DATASET RECORDS: Begin

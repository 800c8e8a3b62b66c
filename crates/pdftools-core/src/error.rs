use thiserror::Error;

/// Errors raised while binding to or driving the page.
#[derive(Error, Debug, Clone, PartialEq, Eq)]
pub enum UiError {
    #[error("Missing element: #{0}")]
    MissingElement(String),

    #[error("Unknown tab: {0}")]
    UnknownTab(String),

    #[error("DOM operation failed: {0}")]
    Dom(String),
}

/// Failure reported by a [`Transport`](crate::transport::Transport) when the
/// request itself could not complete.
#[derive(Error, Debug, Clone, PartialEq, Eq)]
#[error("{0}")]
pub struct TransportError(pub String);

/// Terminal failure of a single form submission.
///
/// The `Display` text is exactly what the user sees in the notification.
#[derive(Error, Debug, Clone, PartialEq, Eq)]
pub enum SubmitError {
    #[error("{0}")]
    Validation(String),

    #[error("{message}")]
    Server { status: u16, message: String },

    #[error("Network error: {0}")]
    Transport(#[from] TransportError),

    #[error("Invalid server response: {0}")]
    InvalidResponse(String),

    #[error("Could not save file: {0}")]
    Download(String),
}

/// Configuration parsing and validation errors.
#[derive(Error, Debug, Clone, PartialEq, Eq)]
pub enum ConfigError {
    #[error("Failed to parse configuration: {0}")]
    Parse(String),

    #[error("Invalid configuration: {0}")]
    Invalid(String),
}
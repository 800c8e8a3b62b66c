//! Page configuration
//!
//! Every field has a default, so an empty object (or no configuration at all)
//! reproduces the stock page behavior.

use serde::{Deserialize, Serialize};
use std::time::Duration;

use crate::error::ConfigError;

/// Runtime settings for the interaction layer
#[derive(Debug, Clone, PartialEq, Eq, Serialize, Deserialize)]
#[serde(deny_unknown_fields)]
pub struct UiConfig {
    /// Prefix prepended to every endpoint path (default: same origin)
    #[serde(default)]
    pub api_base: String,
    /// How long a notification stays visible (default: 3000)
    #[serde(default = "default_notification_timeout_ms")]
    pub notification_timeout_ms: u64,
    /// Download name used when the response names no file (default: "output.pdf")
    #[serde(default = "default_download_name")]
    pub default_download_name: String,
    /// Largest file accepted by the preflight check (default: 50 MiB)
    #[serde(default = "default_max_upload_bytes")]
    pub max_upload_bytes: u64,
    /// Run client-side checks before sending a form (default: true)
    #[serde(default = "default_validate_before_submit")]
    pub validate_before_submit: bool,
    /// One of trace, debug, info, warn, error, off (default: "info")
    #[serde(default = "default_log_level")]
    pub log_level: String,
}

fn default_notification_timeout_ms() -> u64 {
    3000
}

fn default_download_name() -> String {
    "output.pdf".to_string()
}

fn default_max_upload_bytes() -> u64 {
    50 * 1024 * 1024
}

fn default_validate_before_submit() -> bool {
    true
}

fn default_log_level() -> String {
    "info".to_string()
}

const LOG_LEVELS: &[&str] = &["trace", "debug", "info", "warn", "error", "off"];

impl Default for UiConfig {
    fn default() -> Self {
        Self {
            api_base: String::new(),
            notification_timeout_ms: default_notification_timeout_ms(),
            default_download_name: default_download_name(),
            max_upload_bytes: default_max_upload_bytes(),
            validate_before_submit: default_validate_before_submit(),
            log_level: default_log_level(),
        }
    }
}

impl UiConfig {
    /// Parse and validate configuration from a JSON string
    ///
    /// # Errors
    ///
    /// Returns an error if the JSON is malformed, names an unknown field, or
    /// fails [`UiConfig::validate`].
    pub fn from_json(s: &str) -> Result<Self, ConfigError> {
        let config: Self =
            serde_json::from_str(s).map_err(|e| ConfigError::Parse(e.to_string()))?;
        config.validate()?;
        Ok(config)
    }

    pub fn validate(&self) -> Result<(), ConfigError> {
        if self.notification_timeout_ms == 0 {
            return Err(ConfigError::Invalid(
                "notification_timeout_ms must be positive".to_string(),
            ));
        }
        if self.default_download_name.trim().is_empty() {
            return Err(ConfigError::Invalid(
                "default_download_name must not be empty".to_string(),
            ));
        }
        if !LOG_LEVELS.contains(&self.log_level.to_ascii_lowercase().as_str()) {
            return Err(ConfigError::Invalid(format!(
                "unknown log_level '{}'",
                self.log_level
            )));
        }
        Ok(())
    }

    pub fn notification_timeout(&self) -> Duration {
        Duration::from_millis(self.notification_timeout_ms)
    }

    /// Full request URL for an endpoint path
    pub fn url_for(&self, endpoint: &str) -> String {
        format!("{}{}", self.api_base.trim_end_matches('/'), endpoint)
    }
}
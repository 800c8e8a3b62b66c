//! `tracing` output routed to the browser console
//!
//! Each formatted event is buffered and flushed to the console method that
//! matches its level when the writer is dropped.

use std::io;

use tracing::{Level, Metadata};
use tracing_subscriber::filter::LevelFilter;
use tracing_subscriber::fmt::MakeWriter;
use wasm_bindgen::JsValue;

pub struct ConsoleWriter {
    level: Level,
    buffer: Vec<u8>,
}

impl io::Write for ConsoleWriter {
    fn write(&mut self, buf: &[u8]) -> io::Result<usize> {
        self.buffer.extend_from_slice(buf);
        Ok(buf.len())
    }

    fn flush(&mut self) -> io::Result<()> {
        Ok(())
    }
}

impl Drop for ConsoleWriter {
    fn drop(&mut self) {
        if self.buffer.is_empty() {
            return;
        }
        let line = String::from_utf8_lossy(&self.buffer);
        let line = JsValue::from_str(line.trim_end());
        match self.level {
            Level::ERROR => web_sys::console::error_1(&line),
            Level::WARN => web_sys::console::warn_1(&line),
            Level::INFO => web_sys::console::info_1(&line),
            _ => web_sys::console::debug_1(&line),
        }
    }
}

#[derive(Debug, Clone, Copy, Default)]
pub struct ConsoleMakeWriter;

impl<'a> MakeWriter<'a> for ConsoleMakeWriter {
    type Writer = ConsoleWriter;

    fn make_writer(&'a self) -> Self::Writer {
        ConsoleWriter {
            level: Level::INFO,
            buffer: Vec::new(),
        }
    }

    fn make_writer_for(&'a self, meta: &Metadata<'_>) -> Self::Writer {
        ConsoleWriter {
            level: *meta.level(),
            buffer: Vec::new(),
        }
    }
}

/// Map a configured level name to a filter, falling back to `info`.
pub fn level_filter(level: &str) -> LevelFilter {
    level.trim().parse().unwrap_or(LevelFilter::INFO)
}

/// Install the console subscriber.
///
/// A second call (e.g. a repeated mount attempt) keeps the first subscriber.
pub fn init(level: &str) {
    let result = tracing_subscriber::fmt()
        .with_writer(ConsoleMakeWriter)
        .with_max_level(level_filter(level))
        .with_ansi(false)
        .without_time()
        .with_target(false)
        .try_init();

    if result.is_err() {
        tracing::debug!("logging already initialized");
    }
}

DATASET RECORDS: End

The answer should be one number: how many lines in the data contain the word "bool".

2